:: RECORDS PROVIDED ::
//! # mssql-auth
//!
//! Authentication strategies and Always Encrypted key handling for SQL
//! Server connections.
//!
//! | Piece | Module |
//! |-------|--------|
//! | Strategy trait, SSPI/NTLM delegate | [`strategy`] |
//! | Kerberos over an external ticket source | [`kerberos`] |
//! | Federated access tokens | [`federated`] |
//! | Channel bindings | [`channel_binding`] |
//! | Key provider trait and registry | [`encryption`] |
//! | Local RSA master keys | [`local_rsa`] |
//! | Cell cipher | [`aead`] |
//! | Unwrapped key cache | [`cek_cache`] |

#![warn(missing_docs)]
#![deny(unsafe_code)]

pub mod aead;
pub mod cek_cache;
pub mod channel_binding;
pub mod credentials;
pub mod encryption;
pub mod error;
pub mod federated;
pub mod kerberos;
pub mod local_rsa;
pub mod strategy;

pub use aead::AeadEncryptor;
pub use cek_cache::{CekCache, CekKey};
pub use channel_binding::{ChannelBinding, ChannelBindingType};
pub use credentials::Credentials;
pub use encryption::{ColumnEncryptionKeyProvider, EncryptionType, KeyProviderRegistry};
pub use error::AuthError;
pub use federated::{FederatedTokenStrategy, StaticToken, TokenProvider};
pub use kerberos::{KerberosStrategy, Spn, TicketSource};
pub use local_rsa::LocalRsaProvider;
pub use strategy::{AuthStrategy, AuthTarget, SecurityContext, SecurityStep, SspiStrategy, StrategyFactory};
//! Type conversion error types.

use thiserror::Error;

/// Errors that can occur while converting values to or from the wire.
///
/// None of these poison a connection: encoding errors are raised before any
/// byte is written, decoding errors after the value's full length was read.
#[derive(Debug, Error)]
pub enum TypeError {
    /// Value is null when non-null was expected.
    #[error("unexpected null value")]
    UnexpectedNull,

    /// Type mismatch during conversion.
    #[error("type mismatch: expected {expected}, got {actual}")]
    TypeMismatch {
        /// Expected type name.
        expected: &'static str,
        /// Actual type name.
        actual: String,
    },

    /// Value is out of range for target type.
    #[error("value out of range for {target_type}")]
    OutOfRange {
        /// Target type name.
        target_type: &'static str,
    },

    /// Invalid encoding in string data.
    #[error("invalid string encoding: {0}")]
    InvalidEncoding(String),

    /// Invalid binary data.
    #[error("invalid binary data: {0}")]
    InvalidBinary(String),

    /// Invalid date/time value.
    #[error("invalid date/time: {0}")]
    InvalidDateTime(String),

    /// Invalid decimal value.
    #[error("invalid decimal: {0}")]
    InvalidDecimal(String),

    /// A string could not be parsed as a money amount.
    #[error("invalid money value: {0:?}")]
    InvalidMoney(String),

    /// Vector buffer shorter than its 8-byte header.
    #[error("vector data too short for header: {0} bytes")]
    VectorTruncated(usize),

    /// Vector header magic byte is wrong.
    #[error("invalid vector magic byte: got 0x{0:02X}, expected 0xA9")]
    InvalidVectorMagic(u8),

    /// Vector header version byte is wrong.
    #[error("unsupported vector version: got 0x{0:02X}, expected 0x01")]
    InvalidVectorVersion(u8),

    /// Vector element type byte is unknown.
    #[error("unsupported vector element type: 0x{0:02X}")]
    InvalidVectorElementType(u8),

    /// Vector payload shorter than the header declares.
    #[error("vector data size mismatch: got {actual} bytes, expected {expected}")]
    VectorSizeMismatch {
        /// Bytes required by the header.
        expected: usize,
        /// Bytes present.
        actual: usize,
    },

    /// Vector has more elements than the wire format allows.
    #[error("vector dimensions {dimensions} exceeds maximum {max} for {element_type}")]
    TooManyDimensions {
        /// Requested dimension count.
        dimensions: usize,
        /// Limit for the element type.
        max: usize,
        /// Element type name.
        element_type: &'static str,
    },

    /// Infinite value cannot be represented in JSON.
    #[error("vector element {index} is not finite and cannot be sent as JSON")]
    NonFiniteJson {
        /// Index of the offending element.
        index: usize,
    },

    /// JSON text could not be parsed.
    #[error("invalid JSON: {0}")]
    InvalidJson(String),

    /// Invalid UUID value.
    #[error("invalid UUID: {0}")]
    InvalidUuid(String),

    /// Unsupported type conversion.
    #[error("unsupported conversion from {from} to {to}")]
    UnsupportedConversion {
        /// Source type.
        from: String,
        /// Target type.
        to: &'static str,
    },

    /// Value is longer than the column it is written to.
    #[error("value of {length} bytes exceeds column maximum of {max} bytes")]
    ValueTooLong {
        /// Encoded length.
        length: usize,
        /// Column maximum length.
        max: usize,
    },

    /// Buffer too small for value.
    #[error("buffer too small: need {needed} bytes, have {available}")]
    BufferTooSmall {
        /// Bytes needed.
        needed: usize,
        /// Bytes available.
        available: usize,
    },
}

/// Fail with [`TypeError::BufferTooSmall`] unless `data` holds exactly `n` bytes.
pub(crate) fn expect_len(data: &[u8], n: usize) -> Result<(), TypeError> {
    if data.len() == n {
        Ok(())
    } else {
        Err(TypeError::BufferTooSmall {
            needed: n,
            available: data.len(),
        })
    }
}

:: WHAT TO DO ::
Filter the records above down to the lines that hold the string "usize".

:: RESULT BELOW ::
    VectorTruncated(usize),
        expected: usize,
        actual: usize,
        dimensions: usize,
        max: usize,
        index: usize,
        length: usize,
        max: usize,
        needed: usize,
        available: usize,
pub(crate) fn expect_len(data: &[u8], n: usize) -> Result<(), TypeError> {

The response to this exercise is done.